Collected data
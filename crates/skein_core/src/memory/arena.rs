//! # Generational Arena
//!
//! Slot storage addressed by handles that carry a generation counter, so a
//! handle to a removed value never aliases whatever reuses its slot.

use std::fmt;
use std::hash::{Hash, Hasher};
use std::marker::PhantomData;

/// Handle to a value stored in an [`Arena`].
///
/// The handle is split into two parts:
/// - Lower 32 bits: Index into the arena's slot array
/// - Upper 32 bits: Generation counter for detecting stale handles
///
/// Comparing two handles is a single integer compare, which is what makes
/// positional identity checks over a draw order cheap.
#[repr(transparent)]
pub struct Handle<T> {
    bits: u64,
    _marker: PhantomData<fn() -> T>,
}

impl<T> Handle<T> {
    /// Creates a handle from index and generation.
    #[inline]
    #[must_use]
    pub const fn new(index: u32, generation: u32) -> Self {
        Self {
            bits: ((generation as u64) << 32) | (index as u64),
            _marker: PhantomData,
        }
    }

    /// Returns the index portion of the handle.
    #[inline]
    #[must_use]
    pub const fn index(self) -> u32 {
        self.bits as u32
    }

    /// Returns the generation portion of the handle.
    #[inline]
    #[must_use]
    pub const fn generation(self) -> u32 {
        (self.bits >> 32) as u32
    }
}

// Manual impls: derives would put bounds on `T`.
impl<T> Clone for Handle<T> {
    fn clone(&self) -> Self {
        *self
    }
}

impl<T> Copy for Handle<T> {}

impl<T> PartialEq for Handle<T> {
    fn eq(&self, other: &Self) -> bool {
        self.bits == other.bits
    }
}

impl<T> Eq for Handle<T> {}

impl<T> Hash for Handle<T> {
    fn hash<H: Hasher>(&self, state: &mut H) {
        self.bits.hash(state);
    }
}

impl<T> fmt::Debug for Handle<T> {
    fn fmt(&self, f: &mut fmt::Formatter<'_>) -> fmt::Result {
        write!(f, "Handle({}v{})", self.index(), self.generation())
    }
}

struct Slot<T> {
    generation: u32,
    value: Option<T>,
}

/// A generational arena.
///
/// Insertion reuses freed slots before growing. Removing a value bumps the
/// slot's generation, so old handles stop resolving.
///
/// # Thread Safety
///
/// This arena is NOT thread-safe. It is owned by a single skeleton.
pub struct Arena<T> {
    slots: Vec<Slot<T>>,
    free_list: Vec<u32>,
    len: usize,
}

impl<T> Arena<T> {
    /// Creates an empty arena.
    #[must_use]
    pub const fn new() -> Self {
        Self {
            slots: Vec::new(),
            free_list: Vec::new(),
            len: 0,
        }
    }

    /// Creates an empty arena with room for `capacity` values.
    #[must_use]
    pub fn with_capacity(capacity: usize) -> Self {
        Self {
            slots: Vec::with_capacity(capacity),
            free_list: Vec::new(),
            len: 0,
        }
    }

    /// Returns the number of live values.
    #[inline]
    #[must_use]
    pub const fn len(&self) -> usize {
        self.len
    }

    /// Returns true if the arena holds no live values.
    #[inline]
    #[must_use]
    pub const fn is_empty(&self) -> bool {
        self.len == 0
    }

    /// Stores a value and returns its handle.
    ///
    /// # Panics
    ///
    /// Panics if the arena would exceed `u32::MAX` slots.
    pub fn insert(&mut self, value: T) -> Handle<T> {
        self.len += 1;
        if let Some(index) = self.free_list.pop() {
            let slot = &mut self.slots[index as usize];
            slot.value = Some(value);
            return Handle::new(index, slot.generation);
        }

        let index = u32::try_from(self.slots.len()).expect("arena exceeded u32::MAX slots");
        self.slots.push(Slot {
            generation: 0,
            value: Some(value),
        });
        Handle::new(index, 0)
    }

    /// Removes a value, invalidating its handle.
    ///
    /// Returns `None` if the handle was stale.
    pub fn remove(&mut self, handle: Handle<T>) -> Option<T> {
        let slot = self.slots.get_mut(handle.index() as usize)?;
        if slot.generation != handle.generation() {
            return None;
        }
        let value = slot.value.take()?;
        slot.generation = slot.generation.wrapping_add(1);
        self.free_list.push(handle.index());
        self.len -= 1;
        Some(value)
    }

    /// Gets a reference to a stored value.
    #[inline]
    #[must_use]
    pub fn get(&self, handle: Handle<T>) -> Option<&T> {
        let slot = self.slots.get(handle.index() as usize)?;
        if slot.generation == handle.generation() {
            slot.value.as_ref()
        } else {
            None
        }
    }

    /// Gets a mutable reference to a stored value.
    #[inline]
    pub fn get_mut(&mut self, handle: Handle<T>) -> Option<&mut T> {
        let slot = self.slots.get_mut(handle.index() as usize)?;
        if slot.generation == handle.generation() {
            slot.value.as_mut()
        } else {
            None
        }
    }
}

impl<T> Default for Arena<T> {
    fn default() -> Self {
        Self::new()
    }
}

==

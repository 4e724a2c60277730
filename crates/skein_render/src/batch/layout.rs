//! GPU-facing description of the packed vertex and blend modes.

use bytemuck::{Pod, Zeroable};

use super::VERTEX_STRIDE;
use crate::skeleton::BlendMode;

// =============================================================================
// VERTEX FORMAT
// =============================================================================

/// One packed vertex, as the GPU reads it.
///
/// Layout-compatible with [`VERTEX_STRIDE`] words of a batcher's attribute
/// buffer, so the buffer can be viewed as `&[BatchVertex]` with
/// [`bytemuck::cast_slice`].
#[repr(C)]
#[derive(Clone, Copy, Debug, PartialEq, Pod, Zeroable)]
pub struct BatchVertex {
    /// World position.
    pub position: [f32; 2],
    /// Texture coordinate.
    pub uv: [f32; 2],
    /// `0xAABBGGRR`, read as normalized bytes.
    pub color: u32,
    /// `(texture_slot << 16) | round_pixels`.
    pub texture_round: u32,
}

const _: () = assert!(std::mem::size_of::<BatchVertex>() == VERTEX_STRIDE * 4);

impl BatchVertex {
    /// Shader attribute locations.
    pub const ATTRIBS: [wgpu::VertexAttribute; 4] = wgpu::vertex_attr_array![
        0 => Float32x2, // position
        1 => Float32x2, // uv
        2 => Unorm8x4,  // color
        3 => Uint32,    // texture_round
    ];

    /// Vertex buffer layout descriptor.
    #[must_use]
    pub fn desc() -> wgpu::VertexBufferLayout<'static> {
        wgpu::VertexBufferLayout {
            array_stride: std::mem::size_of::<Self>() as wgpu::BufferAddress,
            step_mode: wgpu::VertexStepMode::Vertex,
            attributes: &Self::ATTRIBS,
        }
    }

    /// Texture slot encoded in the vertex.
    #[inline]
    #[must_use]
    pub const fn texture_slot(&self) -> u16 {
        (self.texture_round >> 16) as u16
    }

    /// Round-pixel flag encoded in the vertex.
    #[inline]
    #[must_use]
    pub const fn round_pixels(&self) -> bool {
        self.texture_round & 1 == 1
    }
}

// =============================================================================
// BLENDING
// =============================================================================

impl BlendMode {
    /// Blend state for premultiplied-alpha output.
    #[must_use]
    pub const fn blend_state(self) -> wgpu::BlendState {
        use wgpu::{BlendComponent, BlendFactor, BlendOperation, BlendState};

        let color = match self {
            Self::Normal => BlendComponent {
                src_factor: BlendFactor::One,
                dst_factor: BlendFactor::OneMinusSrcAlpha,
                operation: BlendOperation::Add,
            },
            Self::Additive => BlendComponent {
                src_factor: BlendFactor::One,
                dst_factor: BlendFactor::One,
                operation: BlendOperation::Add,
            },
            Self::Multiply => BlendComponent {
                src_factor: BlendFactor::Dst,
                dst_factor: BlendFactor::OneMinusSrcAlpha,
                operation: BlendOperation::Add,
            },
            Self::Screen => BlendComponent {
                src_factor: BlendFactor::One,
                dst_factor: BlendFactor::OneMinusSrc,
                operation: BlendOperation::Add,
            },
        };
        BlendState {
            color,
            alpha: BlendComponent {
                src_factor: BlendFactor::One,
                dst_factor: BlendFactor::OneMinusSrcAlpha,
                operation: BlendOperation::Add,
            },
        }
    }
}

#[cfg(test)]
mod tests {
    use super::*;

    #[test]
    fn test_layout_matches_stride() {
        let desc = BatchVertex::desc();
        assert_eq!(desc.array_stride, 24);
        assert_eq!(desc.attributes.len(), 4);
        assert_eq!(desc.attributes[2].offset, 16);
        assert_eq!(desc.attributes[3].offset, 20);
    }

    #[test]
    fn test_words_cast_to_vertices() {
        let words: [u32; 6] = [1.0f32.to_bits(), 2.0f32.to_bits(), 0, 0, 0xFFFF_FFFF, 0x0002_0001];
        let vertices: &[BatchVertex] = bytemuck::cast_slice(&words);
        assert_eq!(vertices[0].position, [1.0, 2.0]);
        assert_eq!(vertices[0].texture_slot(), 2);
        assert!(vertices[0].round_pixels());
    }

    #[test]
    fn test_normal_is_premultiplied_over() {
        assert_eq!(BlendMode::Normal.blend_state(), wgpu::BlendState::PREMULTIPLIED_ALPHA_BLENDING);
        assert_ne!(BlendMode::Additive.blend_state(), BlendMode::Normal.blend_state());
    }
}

▶ _The task_
Determine how many lines of the data above contain the string "usize", and answer with the number only.

▶ _Task result_
7